NoMachine GUI Application menus

If you are currently using the Application menus in NoMachine, software modules does not apply to you at this time. At some future point, we will incorporate software modules into these menus, giving you the flexibility to choose an application and which version to run.

Wrapper Scripts and Custom LSF Job Submissions in the terminal

If you work or submit jobs primarily via command line, especially for batch jobs, software modules will now play a role in how you access software via your job submissions.

There are two ways to use software modules for your job submissions:

  1. Load software modules before submitting jobs, as the software environment is inherited by the job
  2. Load software modules in your job scripts

#1 is great when using interactive shells for development, one-off's, and exploratory work. This method is the only method for command-line wrapper scripts, as wrappers handle job submissions for you with pre-set defaults and commands. Additionally, Note: module integration with wrapper scripts will not be fully functional until September at the earliest. It may work for some wrappers (e.g. MATLAB), but not others (e.g. R, Python). Test carefully before using.

#2 is preferred for batch jobs and using submission scripts for your work: Including the module load command inside the job script is documentation of software title and version, and is a good research data management practice. But it can be rather cumbersome to always write job submission scripts for single-command jobs (e.g. bsub... Rstudio or bsub... python3 myscript.py).
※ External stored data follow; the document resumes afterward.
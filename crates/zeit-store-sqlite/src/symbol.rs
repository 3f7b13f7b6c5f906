//! Write-through interners for the enumerated string columns.

use std::collections::HashMap;

use rusqlite::{Connection, OptionalExtension as _};

use crate::{Error, Result};

/// Maps the values of one `(id, value)` table to their ids.
///
/// The cache is a subset of the table. Misses fall through to the
/// database, so an evicted id is simply reloaded on next use.
#[derive(Debug)]
pub(crate) struct SymbolTable {
  table:    &'static str,
  by_value: HashMap<String, i64>,
  by_id:    HashMap<i64, String>,
  /// Ids inserted since the last commit, oldest first.
  fresh:    Vec<i64>,
}

impl SymbolTable {
  pub fn load(conn: &Connection, table: &'static str) -> Result<Self> {
    let mut symbols = Self {
      table,
      by_value: HashMap::new(),
      by_id: HashMap::new(),
      fresh: Vec::new(),
    };
    let mut stmt = conn.prepare(&format!("SELECT id, value FROM {table}"))?;
    let rows = stmt.query_map([], |r| Ok((r.get::<_, i64>(0)?, r.get::<_, String>(1)?)))?;
    for row in rows {
      let (id, value) = row?;
      symbols.remember(id, value);
    }
    Ok(symbols)
  }

  pub fn table(&self) -> &'static str { self.table }

  fn remember(&mut self, id: i64, value: String) {
    self.by_value.insert(value.clone(), id);
    self.by_id.insert(id, value);
  }

  /// The id of `value`, inserting it when absent.
  pub fn id_for(&mut self, conn: &Connection, value: &str) -> Result<i64> {
    if let Some(id) = self.lookup(conn, value)? {
      return Ok(id);
    }
    conn.execute(&format!("INSERT INTO {} (value) VALUES (?1)", self.table), [value])?;
    let id = conn.last_insert_rowid();
    self.remember(id, value.to_string());
    self.fresh.push(id);
    Ok(id)
  }

  /// The id of `value` if it is interned. Never inserts.
  pub fn lookup(&mut self, conn: &Connection, value: &str) -> Result<Option<i64>> {
    if let Some(id) = self.by_value.get(value) {
      return Ok(Some(*id));
    }
    let id: Option<i64> = conn
      .query_row(
        &format!("SELECT id FROM {} WHERE value = ?1", self.table),
        [value],
        |r| r.get(0),
      )
      .optional()?;
    if let Some(id) = id {
      self.remember(id, value.to_string());
    }
    Ok(id)
  }

  pub fn symbol_for(&mut self, conn: &Connection, id: i64) -> Result<String> {
    if let Some(value) = self.by_id.get(&id) {
      return Ok(value.clone());
    }
    let value: Option<String> = conn
      .query_row(
        &format!("SELECT value FROM {} WHERE id = ?1", self.table),
        [id],
        |r| r.get(0),
      )
      .optional()?;
    match value {
      Some(value) => {
        self.remember(id, value.clone());
        Ok(value)
      }
      None => Err(Error::UnknownSymbol { table: self.table, id }),
    }
  }

  /// Drop `id` from the cache only.
  pub fn forget(&mut self, id: i64) {
    if let Some(value) = self.by_id.remove(&id) {
      self.by_value.remove(&value);
    }
  }

  #[cfg(test)]
  pub fn is_cached(&self, id: i64) -> bool { self.by_id.contains_key(&id) }

  /// Position to roll back to with [`SymbolTable::rollback_to`].
  pub fn mark(&self) -> usize { self.fresh.len() }

  /// Forget ids inserted after `mark`; their rows were rolled back.
  pub fn rollback_to(&mut self, mark: usize) {
    for id in self.fresh.split_off(mark.min(self.fresh.len())) {
      self.forget(id);
    }
  }

  /// The current transaction committed; fresh ids are now durable.
  pub fn commit(&mut self) { self.fresh.clear(); }
}

/// The four interned symbol columns.
#[derive(Debug)]
pub(crate) struct Symbols {
  pub interpretation: SymbolTable,
  pub manifestation:  SymbolTable,
  pub mimetype:       SymbolTable,
  pub actor:          SymbolTable,
}

/// Rollback positions for every table of [`Symbols`].
#[derive(Debug, Clone, Copy, Default)]
pub(crate) struct SymbolMark([usize; 4]);

impl Symbols {
  pub fn load(conn: &Connection) -> Result<Self> {
    Ok(Self {
      interpretation: SymbolTable::load(conn, "interpretation")?,
      manifestation:  SymbolTable::load(conn, "manifestation")?,
      mimetype:       SymbolTable::load(conn, "mimetype")?,
      actor:          SymbolTable::load(conn, "actor")?,
    })
  }

  fn tables_mut(&mut self) -> [&mut SymbolTable; 4] {
    [
      &mut self.interpretation,
      &mut self.manifestation,
      &mut self.mimetype,
      &mut self.actor,
    ]
  }

  pub fn by_name(&mut self, table: &str) -> Option<&mut SymbolTable> {
    self.tables_mut().into_iter().find(|t| t.table() == table)
  }

  pub fn mark(&self) -> SymbolMark {
    SymbolMark([
      self.interpretation.mark(),
      self.manifestation.mark(),
      self.mimetype.mark(),
      self.actor.mark(),
    ])
  }

  pub fn rollback_to(&mut self, mark: SymbolMark) {
    for (table, mark) in self.tables_mut().into_iter().zip(mark.0) {
      table.rollback_to(mark);
    }
  }

  pub fn commit(&mut self) {
    for table in self.tables_mut() {
      table.commit();
    }
  }
}
//! [`SqliteStore`]: the SQLite implementation of [`EventLog`].

use std::{
  path::Path,
  sync::{Arc, Mutex},
};

use zeit_core::{
  Event, EventId,
  monitor::{MonitorId, MonitorReceiver},
  query::{StorageState, TimeRange},
  store::{EventLog, FindQuery, RelatedQuery, StorageMedium},
  template::EventTemplate,
};

use crate::{
  Error, Result,
  engine::{Engine, StoreOptions},
  schema::schema_sql,
};

// ─── Store ───────────────────────────────────────────────────────────────────

/// A Zeitgeist event log backed by a single SQLite file.
///
/// Cloning is cheap; clones share the connection and the in-process caches.
#[derive(Clone)]
pub struct SqliteStore {
  conn:   tokio_rusqlite::Connection,
  engine: Arc<Mutex<Engine>>,
}

impl SqliteStore {
  /// Open (or create) a store at `path` and run schema initialisation.
  pub async fn open(path: impl AsRef<Path>, options: StoreOptions) -> Result<Self> {
    let conn = tokio_rusqlite::Connection::open(path).await?;
    Self::init(conn, options).await
  }

  /// Open an in-memory store; useful for testing.
  pub async fn open_in_memory(options: StoreOptions) -> Result<Self> {
    let conn = tokio_rusqlite::Connection::open_in_memory().await?;
    Self::init(conn, options).await
  }

  async fn init(conn: tokio_rusqlite::Connection, options: StoreOptions) -> Result<Self> {
    let engine = conn
      .call(move |conn| {
        conn.execute_batch(&schema_sql())?;
        Ok(Engine::open(conn, options))
      })
      .await??;
    Ok(Self { conn, engine: Arc::new(Mutex::new(engine)) })
  }

  /// Run `f` against the engine on the connection thread.
  async fn with_engine<T, F>(&self, f: F) -> Result<T>
  where
    F: FnOnce(&mut Engine, &mut rusqlite::Connection) -> Result<T> + Send + 'static,
    T: Send + 'static,
  {
    let engine = Arc::clone(&self.engine);
    self
      .conn
      .call(move |conn| {
        let Ok(mut engine) = engine.lock() else {
          return Ok(Err(Error::Poisoned));
        };
        Ok(f(&mut engine, conn))
      })
      .await?
  }

  #[cfg(test)]
  pub(crate) async fn inspect<T, F>(&self, f: F) -> T
  where
    F: FnOnce(&Engine, &rusqlite::Connection) -> T + Send + 'static,
    T: Send + 'static,
  {
    self
      .with_engine(move |engine, conn| Ok(f(engine, conn)))
      .await
      .expect("engine inspection")
  }
}

// ─── EventLog impl ───────────────────────────────────────────────────────────

impl EventLog for SqliteStore {
  type Error = Error;

  async fn insert_events(&self, events: Vec<Event>, sender: Option<String>) -> Result<Vec<EventId>> {
    self
      .with_engine(move |engine, conn| engine.insert_events(conn, events, sender.as_deref()))
      .await
  }

  async fn delete_events(
    &self,
    ids: Vec<EventId>,
    sender: Option<String>,
  ) -> Result<Option<TimeRange>> {
    self
      .with_engine(move |engine, conn| engine.delete_events(conn, ids, sender.as_deref()))
      .await
  }

  async fn delete_log(&self) -> Result<()> {
    self.with_engine(|engine, conn| engine.delete_log(conn)).await
  }

  async fn get_events(
    &self,
    ids: Vec<EventId>,
    sender: Option<String>,
  ) -> Result<Vec<Option<Event>>> {
    self
      .with_engine(move |engine, conn| engine.get_events(conn, &ids, sender.as_deref()))
      .await
  }

  async fn find_event_ids(&self, query: FindQuery) -> Result<Vec<EventId>> {
    self
      .with_engine(move |engine, conn| engine.find_event_ids(conn, &query))
      .await
  }

  async fn find_events(&self, query: FindQuery, sender: Option<String>) -> Result<Vec<Event>> {
    self
      .with_engine(move |engine, conn| engine.find_events(conn, &query, sender.as_deref()))
      .await
  }

  async fn find_related_uris(&self, query: RelatedQuery) -> Result<Vec<String>> {
    self
      .with_engine(move |engine, conn| engine.find_related_uris(conn, &query))
      .await
  }

  async fn storage_available(
    &self,
    medium: String,
    icon: Option<String>,
    display_name: Option<String>,
  ) -> Result<()> {
    self
      .with_engine(move |engine, conn| {
        engine.set_storage_state(
          conn,
          &medium,
          StorageState::Available,
          icon.as_deref(),
          display_name.as_deref(),
        )
      })
      .await
  }

  async fn storage_unavailable(&self, medium: String) -> Result<()> {
    self
      .with_engine(move |engine, conn| {
        engine.set_storage_state(conn, &medium, StorageState::NotAvailable, None, None)
      })
      .await
  }

  async fn storages(&self) -> Result<Vec<StorageMedium>> {
    self.with_engine(|engine, conn| engine.storages(conn)).await
  }

  async fn install_monitor(
    &self,
    time_range: TimeRange,
    templates: Vec<EventTemplate>,
  ) -> Result<(MonitorId, MonitorReceiver)> {
    self
      .with_engine(move |engine, _| engine.install_monitor(time_range, templates))
      .await
  }

  async fn remove_monitor(&self, id: MonitorId) -> Result<()> {
    self.with_engine(move |engine, _| engine.remove_monitor(id)).await
  }

  async fn close(&self) -> Result<()> {
    self.with_engine(|engine, conn| engine.close(conn)).await
  }
}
Note: we highly discourage adding module load commands to your ~/.bash_profile and ~/.bashrc login scripts. This not only skews our module usage metrics for software management, but this also might introduce problems to your software environment that may be hard to troubleshoot, esp. as software environments evolve over time (and in rare cases may even complicate your ability to log in).

No matter the approach, some basics will help demystify the process:

The module avail command shows you what applications and versions are available (D indicates default versions):

[jharvard@rhrcscli2:~]$ module avail

----------------------- /usr/local/app/lmod/modulefiles ------------------------
   AMPL/20200501           mathematica/11.3        spyder/3.6.5    (D)
   R/3.5.1                 mathematica/12.1 (D)    stata-mp4/15
   Rscript/3.5.1           matlab/R2017b           stata-mp4/16    (D)
   Rstudio/3.5.1           matlab/R2018a           stata-mp8/15
   SAS/9.1                 matlab/R2019a           stata-mp8/16    (D)
   anaconda/2_5.1          matlab/R2020a    (D)    stata-se/15
   anaconda/3_5.1   (D)    openoffice/4.1.6        stata-se/16     (D)
   conda-R/5.1             python/2.7.14           stattransfer/14
   gitkraken/v1.8.4        python/3.6.5     (D)    stattransfer/15 (D)
   gurobi/7.5.2            spyder/2.7.14

  Where:
   D:  Default Module

Use "module spider" to find all possible modules.
Use "module keyword key1 key2 ..." to search for all possible modules matching
any of the "keys".

The module load command enables a particular application in the environment, by adding the application to your PATH variable, changing other environment variables, and/or pulling in dependencies. For example, to enable the R2019a version of MATLAB:

module load MATLAB/R2019a

or to use the default version (which here is R2020a):

module load MATLAB

Note: We highly recommend that you use the full title/version notation, as defaults will change over time.

Once a module is loaded in your session or inside your script, it is available just as though it had always been there:

[jharvard@rhrcscli2:~]$ module load matlab
[jharvard@rhrcscli2:~]$ which matlab
/usr/local/app/matlab/matlab_2020a/bin/matlab

Full details on module avail, module load, and other module commands are on our Software Modules page.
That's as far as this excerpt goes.